The software-writing mistakes known as "bugs" can be a pain for even the simplest applications, forcing developers to go through their code line by line to find and fix errors. These bugs become far more serious when the applications are written for the world's most powerful supercomputers, as leading scientific applications can be tens of thousands of lines long and run on hundreds of thousands of processors simultaneously. In response, a collaboration between Oak Ridge National Laboratory (ORNL) and software toolmaker Allinea Software has produced a formidable weapon in the fight against application bugs. When it is released this summer, Allinea DDT will allow programmers to analyze applications running 220,000 simultaneous processes and identify problems as they arise. "This project means application developers have a chance to debug their code in a reasonable amount of time at scale," said ORNL Application Performance Tools Group leader Richard Graham. "They won't have to write special case code to debug things, and go through the process of debugging the debug code. It lets you get at information that's very time-consuming to get at otherwise." [Contact: Leo Williams, (865) 574-8891; firstname.lastname@example.org]
DATA -- Bird watching by satellite . . .
By using a data analysis tool developed at Oak Ridge National Laboratory, satellites can help researchers study birds flying through your backyard. Scientists from ORNL's Distributed Active Archive Center, or DAAC, are collaborating with Cornell University researchers through a project called DataONE (Observation Network for Earth) to enable advanced analysis of bird species distribution and migration patterns.
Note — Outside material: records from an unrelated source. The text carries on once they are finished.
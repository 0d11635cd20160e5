//! Annual energy balance of the mixed installation.
//!
//! Sources are dispatched against demand in a fixed order: PV against
//! electricity, solar thermal against heat, then the heat pump against the
//! heat left after solar thermal and against cooling. Whatever remains is
//! bought from the grid at baseline efficiency. Storage substitutes no energy;
//! it earns a peak/valley arbitrage saving instead.

use serde::Serialize;

use super::types::{Configuration, EquipmentSizing};

/// Assumed equivalent full-load operating hours of the heat pump per year.
pub const HEAT_PUMP_ANNUAL_RUN_HOURS: f64 = 4000.0;

/// Share of [`HEAT_PUMP_ANNUAL_RUN_HOURS`] spent on heating duty; the rest is cooling.
pub const HEAT_PUMP_HEATING_SHARE: f64 = 0.5;

/// Annual energy delivered per source and residual grid purchase.
#[derive(Debug, Clone, PartialEq, Default, Serialize)]
pub struct EnergyFlowResult {
    /// Electricity supplied by PV (kWh).
    pub pv_supplied_kwh: f64,
    /// Heat supplied by solar thermal (kWh).
    pub solar_thermal_heat_kwh: f64,
    /// Heat supplied by the heat pump (kWh).
    pub heat_pump_heat_kwh: f64,
    /// Cooling supplied by the heat pump (kWh).
    pub heat_pump_cooling_kwh: f64,
    /// Electricity drawn by the heat pump (kWh).
    pub heat_pump_grid_input_kwh: f64,
    /// Electricity demand left to the grid (kWh).
    pub grid_electricity_kwh: f64,
    /// Grid input for the residual heat demand at baseline COP (kWh).
    pub grid_heat_input_kwh: f64,
    /// Grid input for the residual cooling demand at baseline EER (kWh).
    pub grid_cooling_input_kwh: f64,
    /// All grid electricity purchased by the mixed system (kWh).
    pub total_grid_input_kwh: f64,
    /// Annual storage arbitrage saving (currency).
    pub storage_saving: f64,
    /// Grid cost after the storage saving, floored at zero (currency).
    pub annual_grid_cost: f64,
}

/// Annual heat potential of the solar-thermal field (kWh).
pub fn solar_thermal_potential_kwh(config: &Configuration, area_m2: f64) -> f64 {
    let st = &config.solar_thermal;
    area_m2 * st.yield_kwh_per_m2_hr * st.annual_sun_hours
}

/// Annual electricity potential of the PV array (kWh).
pub fn pv_potential_kwh(config: &Configuration, area_m2: f64) -> f64 {
    let pv = &config.photovoltaic;
    area_m2 * pv.yield_kwh_per_m2_hr * pv.annual_sun_hours
}

/// Annual heating and cooling the heat pump could deliver if demand allowed (kWh).
pub fn heat_pump_potential_kwh(config: &Configuration, capacity_kw: f64) -> (f64, f64) {
    let heating_hours = HEAT_PUMP_ANNUAL_RUN_HOURS * HEAT_PUMP_HEATING_SHARE;
    let cooling_hours = HEAT_PUMP_ANNUAL_RUN_HOURS - heating_hours;
    (
        capacity_kw * config.heat_pump.cop * heating_hours,
        capacity_kw * config.heat_pump.eer * cooling_hours,
    )
}

/// Annual arbitrage saving from cycling storage between valley and peak.
pub fn storage_arbitrage_saving(config: &Configuration, capacity_kwh: f64) -> f64 {
    let s = &config.storage;
    capacity_kwh
        * s.cycles_per_year
        * config.tariff.peak_valley_spread()
        * s.charge_efficiency
        * s.discharge_efficiency
}

/// Computes the annual energy balance for one sizing.
///
/// Assumes `config` has passed [`Configuration::check`].
pub fn energy_balance(config: &Configuration, sizing: &EquipmentSizing) -> EnergyFlowResult {
    let demand = &config.demand;

    let pv_supplied = pv_potential_kwh(config, sizing.pv_area_m2).min(demand.electricity_kwh);
    let st_heat =
        solar_thermal_potential_kwh(config, sizing.solar_thermal_area_m2).min(demand.heat_kwh);
    let (hp_heat_potential, hp_cool_potential) = heat_pump_potential_kwh(config, sizing.heat_pump_kw);
    let hp_heat = hp_heat_potential.min(demand.heat_kwh - st_heat);
    let hp_cool = hp_cool_potential.min(demand.cooling_kwh);

    let hp_grid_input = hp_heat / config.heat_pump.cop + hp_cool / config.heat_pump.eer;

    let grid_electricity = (demand.electricity_kwh - pv_supplied).max(0.0);
    let grid_heat_input = (demand.heat_kwh - st_heat - hp_heat).max(0.0) / config.baseline.cop;
    let grid_cooling_input = (demand.cooling_kwh - hp_cool).max(0.0) / config.baseline.eer;
    let total_grid_input = grid_electricity + grid_heat_input + grid_cooling_input + hp_grid_input;

    let storage_saving = storage_arbitrage_saving(config, sizing.storage_kwh);
    let annual_grid_cost =
        (total_grid_input * config.tariff.blended_price() - storage_saving).max(0.0);

    EnergyFlowResult {
        pv_supplied_kwh: pv_supplied,
        solar_thermal_heat_kwh: st_heat,
        heat_pump_heat_kwh: hp_heat,
        heat_pump_cooling_kwh: hp_cool,
        heat_pump_grid_input_kwh: hp_grid_input,
        grid_electricity_kwh: grid_electricity,
        grid_heat_input_kwh: grid_heat_input,
        grid_cooling_input_kwh: grid_cooling_input,
        total_grid_input_kwh: total_grid_input,
        storage_saving,
        annual_grid_cost,
    }
}

#[cfg(test)]
mod tests {
    use approx::assert_relative_eq;

    use super::*;
    use crate::model::baseline::{baseline_annual_cost, baseline_grid_input_kwh};
    use crate::model::types::fixtures::reference;

    #[test]
    fn zero_sizing_matches_baseline() {
        let cfg = reference();
        let flows = energy_balance(&cfg, &EquipmentSizing::default());
        assert_eq!(flows.total_grid_input_kwh, baseline_grid_input_kwh(&cfg));
        assert_eq!(flows.annual_grid_cost, baseline_annual_cost(&cfg));
        assert_eq!(flows.storage_saving, 0.0);
    }

    #[test]
    fn pv_supply_is_capped_by_demand() {
        let cfg = reference();
        // 1e6 m² * 0.15 * 1200 = 180 GWh >> 10 GWh
        let flows = energy_balance(&cfg, &EquipmentSizing::new(0.0, 1_000_000.0, 0.0, 0.0));
        assert_eq!(flows.pv_supplied_kwh, cfg.demand.electricity_kwh);
        assert_eq!(flows.grid_electricity_kwh, 0.0);
    }

    #[test]
    fn pv_is_monotone_until_demand_is_met() {
        let cfg = reference();
        let mut last_supply = -1.0;
        let mut last_residual = f64::INFINITY;
        for area in (0..=100).map(|i| i as f64 * 1000.0) {
            let flows = energy_balance(&cfg, &EquipmentSizing::new(0.0, area, 0.0, 0.0));
            assert!(flows.pv_supplied_kwh >= last_supply);
            assert!(flows.grid_electricity_kwh <= last_residual);
            assert!(flows.pv_supplied_kwh <= cfg.demand.electricity_kwh);
            last_supply = flows.pv_supplied_kwh;
            last_residual = flows.grid_electricity_kwh;
        }
        // saturation: 10e6 / 180 ≈ 55 556 m²; beyond it nothing changes
        let a = energy_balance(&cfg, &EquipmentSizing::new(0.0, 60_000.0, 0.0, 0.0));
        let b = energy_balance(&cfg, &EquipmentSizing::new(0.0, 90_000.0, 0.0, 0.0));
        assert_eq!(a, b);
    }

    #[test]
    fn heat_pump_tops_up_after_solar_thermal() {
        let cfg = reference();
        // solar thermal: 5000 m² * 0.5 * 1500 = 3.75 GWh of 5 GWh heat
        // heat pump: 2000 kW * 4.0 * 2000 h = 16 GWh potential, capped at 1.25 GWh
        let flows = energy_balance(&cfg, &EquipmentSizing::new(5000.0, 0.0, 2000.0, 0.0));
        assert_relative_eq!(flows.solar_thermal_heat_kwh, 3_750_000.0);
        assert_relative_eq!(flows.heat_pump_heat_kwh, 1_250_000.0);
        assert_eq!(flows.grid_heat_input_kwh, 0.0);
        // cooling: 2000 * 5.0 * 2000 = 20 GWh potential, capped at 3 GWh
        assert_relative_eq!(flows.heat_pump_cooling_kwh, 3_000_000.0);
        assert_eq!(flows.grid_cooling_input_kwh, 0.0);
        assert_relative_eq!(
            flows.heat_pump_grid_input_kwh,
            1_250_000.0 / 4.0 + 3_000_000.0 / 5.0
        );
    }

    #[test]
    fn partial_heat_pump_leaves_grid_residual() {
        let cfg = reference();
        // 100 kW: heat 100*4*2000 = 800 MWh, cool 100*5*2000 = 1 GWh
        let flows = energy_balance(&cfg, &EquipmentSizing::new(0.0, 0.0, 100.0, 0.0));
        assert_relative_eq!(flows.heat_pump_heat_kwh, 800_000.0);
        assert_relative_eq!(flows.heat_pump_cooling_kwh, 1_000_000.0);
        assert_relative_eq!(flows.grid_heat_input_kwh, 4_200_000.0 / 2.5);
        assert_relative_eq!(flows.grid_cooling_input_kwh, 2_000_000.0 / 3.5);
    }

    #[test]
    fn no_source_exceeds_its_demand() {
        let cfg = reference();
        let big = EquipmentSizing::new(1e7, 1e7, 1e7, 0.0);
        let flows = energy_balance(&cfg, &big);
        assert!(flows.pv_supplied_kwh <= cfg.demand.electricity_kwh);
        assert!(flows.solar_thermal_heat_kwh + flows.heat_pump_heat_kwh <= cfg.demand.heat_kwh);
        assert!(flows.heat_pump_cooling_kwh <= cfg.demand.cooling_kwh);
        assert!(flows.total_grid_input_kwh >= 0.0);
    }

    #[test]
    fn storage_saving_formula() {
        let cfg = reference();
        // 1000 kWh * 300 cycles * 0.7 spread * 0.95 * 0.95
        assert_relative_eq!(
            storage_arbitrage_saving(&cfg, 1000.0),
            1000.0 * 300.0 * 0.7 * 0.9025,
            max_relative = 1e-12
        );
    }

    #[test]
    fn storage_saving_cannot_make_grid_cost_negative() {
        let cfg = reference();
        let flows = energy_balance(&cfg, &EquipmentSizing::new(0.0, 0.0, 0.0, 1e9));
        assert_eq!(flows.annual_grid_cost, 0.0);
        assert!(flows.storage_saving > 0.0);
    }
}
//! Techno-economic model of the mixed supply installation.

/// Grid-only reference plant.
pub mod baseline;
pub mod cost;
pub mod energy_balance;
pub mod engine;
/// Time-of-use tariff blending.
pub mod tariff;
pub mod types;

pub use engine::{Evaluation, evaluate};
pub use types::{Configuration, EquipmentSizing};
//! Cash-flow generation and investment metrics.

pub mod cash_flow;
pub mod metrics;

pub use cash_flow::CashFlowSeries;
pub use metrics::{FinancialMetricsResult, Irr, IrrUndefined, Payback};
The ORNL tool allows the Cornell investigators to pull specific data generated by NASA's MODIS satellite sensor and link it to field observations archived in Cornell's eBird database. "The combination of satellite data with the bird observations is a novelty," said Suresh Santhana Vannan, an ORNL DAAC scientist. "They're normally two separate research areas." By incorporating data extracted from MODIS such as the normalized vegetation density index, or "greenness" of the local area, researchers can conduct more complex analyses, such as modeling how variations in vegetation linked to climate change can affect bird migration. [Contact: Morgan McCorkle, (865) 574-7308; email@example.com]
HEALTH CARE -- Strength in numbers . . .
Medical advances made in laboratories and clinical settings could reach patients sooner because of a $38 million grant from the National Institutes of Health to nine institutions. The world's most powerful computers at Oak Ridge National Laboratory will play a role in the effort, as will the lab's capabilities in nanotechnology, genetics and particle science. Through a partnership with the Georgetown-Howard Universities Center for Clinical and Translational Science, ORNL's task is to offer unparalleled opportunity in high-speed, high-volume computing to develop novel translational methodologies in drug discovery and genome-environment interactions. The funds were awarded as part of the Clinical and Translational Science Awards program (www.CTSAweb.org). [Contact: Ron Walli, (865) 576-0226; firstname.lastname@example.org]
PHYSICS -- Surprising nucleon behavior . . .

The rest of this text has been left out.